* [PROBLEM STATEMENT]
Present each line of the entries below that holds the word "ApplicationRepository".

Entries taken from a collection
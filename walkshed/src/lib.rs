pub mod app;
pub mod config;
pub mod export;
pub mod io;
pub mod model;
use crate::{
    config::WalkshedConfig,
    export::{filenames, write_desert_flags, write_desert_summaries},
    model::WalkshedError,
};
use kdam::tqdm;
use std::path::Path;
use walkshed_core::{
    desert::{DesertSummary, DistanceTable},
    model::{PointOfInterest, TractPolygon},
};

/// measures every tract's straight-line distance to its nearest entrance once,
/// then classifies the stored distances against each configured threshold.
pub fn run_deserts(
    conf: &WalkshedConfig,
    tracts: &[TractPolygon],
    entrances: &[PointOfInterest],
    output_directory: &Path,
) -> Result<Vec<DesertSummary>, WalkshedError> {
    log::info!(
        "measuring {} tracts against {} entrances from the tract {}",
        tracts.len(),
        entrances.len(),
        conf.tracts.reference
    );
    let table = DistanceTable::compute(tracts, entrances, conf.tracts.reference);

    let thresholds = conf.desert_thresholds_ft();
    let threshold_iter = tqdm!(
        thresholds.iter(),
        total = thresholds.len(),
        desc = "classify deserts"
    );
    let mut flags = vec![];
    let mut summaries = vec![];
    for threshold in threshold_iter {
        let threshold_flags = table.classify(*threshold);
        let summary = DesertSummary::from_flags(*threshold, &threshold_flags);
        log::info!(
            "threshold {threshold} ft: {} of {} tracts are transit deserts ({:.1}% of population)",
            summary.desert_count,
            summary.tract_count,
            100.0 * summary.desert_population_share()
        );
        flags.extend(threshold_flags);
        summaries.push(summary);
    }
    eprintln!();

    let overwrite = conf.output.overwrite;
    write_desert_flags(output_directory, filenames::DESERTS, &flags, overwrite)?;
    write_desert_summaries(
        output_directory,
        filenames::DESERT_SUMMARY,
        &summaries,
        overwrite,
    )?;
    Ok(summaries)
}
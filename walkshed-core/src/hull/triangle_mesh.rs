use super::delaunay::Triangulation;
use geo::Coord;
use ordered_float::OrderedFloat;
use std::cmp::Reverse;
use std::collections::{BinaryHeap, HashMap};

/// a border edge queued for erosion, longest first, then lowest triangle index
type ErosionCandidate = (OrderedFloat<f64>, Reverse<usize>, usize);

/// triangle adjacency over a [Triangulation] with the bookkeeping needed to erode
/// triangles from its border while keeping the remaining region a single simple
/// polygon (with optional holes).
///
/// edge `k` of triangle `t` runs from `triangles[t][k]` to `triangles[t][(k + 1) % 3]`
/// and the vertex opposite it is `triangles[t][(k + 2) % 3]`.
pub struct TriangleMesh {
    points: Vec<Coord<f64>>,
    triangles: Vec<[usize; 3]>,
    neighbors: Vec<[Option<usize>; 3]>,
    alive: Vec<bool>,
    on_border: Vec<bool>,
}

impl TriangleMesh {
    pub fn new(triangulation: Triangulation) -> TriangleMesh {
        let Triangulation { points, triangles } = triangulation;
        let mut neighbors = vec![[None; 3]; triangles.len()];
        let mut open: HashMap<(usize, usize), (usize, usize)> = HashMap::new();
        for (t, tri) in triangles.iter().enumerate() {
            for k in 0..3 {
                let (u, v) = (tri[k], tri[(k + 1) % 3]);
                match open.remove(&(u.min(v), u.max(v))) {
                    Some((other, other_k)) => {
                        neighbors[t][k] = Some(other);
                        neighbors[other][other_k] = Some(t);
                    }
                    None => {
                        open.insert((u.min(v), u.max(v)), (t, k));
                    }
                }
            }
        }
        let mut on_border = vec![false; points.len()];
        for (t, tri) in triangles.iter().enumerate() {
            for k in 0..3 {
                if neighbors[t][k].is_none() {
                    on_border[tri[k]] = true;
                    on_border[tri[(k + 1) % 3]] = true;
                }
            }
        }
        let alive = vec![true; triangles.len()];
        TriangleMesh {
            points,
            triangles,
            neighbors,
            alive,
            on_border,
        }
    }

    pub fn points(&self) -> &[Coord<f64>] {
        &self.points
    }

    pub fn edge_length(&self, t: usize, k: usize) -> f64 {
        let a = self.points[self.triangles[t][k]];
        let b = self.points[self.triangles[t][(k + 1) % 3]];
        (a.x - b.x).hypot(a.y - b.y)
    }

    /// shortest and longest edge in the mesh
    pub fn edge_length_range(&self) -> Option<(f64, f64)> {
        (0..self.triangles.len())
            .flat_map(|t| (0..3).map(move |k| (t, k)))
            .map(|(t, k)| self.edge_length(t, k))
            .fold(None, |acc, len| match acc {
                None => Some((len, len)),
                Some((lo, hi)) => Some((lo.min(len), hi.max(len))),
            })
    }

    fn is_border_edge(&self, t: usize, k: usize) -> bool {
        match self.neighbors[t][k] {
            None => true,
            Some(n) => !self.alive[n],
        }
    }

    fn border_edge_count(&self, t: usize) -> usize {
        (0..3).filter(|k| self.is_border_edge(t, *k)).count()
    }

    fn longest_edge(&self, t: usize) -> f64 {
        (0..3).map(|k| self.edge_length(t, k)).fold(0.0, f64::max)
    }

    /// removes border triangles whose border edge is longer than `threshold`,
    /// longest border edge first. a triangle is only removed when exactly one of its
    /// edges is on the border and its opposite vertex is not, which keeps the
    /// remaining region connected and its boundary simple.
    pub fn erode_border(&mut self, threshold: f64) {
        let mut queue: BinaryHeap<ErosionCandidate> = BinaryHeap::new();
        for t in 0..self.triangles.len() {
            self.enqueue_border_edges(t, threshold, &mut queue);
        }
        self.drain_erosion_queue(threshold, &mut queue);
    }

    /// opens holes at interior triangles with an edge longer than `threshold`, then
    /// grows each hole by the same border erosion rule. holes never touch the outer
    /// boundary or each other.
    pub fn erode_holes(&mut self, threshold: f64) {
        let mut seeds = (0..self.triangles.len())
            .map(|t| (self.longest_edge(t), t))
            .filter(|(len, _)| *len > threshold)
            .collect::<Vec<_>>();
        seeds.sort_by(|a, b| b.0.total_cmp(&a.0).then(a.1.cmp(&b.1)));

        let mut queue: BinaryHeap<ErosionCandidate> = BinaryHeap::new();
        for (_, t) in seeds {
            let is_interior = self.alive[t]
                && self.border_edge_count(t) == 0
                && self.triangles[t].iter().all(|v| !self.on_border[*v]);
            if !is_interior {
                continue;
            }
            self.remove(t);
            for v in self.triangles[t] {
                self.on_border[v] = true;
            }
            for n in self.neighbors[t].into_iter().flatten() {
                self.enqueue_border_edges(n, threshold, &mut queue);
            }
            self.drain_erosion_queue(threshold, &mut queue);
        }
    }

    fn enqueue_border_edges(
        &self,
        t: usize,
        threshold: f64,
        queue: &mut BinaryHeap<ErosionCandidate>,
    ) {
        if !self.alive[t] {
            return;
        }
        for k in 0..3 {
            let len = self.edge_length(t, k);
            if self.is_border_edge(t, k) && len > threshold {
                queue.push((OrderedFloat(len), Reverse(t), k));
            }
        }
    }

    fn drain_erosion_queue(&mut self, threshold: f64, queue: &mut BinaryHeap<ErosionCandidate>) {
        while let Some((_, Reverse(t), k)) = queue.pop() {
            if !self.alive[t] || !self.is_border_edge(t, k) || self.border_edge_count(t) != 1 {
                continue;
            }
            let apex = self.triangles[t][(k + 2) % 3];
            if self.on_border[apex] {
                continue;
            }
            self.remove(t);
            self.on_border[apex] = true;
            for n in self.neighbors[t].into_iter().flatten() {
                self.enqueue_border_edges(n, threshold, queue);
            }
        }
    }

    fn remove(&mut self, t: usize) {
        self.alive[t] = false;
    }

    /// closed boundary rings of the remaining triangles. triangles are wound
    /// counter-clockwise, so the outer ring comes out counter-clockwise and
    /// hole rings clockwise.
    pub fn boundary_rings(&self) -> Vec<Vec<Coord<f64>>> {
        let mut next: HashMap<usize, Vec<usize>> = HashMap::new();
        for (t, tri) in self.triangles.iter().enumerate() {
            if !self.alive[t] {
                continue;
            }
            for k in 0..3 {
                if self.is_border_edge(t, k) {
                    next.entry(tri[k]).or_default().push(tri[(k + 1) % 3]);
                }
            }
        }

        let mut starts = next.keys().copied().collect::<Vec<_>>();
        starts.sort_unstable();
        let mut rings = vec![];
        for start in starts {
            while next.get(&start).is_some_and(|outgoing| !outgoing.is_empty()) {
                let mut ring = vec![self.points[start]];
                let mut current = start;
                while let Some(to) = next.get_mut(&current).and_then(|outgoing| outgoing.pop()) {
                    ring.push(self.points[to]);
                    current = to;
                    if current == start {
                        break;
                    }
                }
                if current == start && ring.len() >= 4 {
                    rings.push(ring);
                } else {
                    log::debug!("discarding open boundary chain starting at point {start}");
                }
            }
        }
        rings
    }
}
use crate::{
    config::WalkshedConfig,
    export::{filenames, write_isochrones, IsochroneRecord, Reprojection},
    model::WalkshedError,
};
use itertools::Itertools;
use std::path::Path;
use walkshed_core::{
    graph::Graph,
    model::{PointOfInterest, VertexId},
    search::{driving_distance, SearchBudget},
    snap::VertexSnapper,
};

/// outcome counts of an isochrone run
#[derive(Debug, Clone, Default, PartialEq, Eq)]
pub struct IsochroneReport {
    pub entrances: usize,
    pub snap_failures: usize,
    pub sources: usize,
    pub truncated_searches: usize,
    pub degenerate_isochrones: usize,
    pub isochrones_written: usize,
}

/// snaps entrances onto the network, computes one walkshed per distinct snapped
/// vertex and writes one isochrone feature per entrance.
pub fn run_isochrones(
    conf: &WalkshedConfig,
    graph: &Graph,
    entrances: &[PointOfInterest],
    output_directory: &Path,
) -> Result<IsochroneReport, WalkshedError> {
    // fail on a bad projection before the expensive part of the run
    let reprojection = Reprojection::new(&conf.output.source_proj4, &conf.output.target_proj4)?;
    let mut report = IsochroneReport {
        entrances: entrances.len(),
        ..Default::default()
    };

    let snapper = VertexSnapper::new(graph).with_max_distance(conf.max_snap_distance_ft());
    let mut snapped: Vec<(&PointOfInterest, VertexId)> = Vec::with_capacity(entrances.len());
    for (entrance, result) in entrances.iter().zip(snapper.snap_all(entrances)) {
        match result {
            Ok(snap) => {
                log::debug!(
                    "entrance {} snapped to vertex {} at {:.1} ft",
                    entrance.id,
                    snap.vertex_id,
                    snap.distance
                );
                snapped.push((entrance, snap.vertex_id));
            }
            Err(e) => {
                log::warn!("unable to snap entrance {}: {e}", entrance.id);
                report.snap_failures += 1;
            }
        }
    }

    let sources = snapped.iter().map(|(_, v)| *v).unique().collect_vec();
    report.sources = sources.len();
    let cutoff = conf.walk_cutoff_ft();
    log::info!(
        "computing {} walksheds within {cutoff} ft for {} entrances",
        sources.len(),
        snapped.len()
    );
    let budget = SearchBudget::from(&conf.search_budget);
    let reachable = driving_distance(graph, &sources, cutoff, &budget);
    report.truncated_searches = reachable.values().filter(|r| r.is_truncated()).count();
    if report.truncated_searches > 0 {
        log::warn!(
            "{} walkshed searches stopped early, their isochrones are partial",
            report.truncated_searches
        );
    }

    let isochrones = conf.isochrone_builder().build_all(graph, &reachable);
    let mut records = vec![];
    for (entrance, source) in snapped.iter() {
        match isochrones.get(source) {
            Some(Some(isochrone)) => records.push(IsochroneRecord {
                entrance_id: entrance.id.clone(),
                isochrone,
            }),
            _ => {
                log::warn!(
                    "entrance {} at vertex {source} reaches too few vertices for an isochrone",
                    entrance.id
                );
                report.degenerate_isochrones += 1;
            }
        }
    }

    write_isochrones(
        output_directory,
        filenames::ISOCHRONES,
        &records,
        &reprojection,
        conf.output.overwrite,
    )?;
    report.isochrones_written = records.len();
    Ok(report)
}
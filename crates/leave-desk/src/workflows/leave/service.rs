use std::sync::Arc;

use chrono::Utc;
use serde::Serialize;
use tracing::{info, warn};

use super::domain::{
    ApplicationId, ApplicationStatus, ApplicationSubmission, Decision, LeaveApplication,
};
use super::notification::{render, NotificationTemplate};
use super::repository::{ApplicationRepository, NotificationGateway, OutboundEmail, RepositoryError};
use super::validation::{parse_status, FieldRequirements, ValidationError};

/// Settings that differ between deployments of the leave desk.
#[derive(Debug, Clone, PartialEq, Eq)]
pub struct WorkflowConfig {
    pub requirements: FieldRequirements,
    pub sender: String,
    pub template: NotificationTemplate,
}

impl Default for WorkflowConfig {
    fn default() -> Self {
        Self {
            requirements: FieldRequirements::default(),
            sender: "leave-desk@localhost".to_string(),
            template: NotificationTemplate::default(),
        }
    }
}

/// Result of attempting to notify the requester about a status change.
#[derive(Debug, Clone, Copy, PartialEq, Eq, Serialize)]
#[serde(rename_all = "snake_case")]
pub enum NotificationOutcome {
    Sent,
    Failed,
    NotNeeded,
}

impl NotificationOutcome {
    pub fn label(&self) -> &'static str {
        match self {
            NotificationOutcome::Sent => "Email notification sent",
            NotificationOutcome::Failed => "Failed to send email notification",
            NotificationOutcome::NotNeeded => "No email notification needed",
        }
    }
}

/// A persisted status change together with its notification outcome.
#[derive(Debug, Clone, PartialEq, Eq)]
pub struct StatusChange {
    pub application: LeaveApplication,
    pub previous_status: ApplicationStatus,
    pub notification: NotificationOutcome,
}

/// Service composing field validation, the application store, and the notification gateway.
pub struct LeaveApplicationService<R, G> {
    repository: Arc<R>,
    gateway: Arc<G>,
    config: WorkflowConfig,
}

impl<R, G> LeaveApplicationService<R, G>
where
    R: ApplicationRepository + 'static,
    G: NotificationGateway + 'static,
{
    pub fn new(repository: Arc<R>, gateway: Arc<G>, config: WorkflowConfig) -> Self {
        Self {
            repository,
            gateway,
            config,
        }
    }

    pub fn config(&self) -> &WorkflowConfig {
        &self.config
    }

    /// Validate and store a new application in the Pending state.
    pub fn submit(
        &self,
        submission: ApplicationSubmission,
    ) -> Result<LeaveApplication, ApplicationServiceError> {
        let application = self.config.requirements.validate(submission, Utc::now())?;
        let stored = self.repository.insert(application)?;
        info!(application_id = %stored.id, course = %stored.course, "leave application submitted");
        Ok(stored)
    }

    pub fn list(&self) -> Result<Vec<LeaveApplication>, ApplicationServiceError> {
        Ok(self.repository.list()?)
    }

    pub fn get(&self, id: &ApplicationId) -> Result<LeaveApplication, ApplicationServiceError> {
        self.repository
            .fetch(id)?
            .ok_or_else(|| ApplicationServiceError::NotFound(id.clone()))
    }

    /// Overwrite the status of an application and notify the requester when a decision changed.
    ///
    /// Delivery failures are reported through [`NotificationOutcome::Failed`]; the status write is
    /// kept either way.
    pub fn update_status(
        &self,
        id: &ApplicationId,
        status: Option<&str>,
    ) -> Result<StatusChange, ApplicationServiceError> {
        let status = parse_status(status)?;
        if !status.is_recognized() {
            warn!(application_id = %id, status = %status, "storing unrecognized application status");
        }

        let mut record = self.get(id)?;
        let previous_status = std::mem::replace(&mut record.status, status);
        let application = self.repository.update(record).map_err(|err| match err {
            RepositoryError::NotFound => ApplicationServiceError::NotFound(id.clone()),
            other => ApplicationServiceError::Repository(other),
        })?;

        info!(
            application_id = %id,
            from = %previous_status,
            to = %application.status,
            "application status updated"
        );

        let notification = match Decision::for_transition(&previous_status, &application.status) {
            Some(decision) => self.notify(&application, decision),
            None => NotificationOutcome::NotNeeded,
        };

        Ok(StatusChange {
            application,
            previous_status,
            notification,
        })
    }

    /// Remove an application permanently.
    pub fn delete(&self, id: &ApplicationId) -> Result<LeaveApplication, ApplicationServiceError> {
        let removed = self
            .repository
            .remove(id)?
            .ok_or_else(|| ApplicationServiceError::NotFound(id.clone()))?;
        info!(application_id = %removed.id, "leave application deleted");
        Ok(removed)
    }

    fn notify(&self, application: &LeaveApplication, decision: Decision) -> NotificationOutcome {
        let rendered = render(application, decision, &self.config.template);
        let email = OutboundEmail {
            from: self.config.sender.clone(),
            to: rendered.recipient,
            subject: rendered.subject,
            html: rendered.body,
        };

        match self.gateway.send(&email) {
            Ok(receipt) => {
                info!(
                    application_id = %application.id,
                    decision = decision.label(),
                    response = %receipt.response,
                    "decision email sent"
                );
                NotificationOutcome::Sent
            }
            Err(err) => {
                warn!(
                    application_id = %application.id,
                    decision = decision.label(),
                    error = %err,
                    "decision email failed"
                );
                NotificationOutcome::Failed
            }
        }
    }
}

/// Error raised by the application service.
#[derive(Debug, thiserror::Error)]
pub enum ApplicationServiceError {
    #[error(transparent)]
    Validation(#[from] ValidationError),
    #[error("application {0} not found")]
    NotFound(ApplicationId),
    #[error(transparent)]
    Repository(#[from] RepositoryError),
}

* [ANSWER AREA]
use super::repository::{ApplicationRepository, NotificationGateway, OutboundEmail, RepositoryError};
    R: ApplicationRepository + 'static,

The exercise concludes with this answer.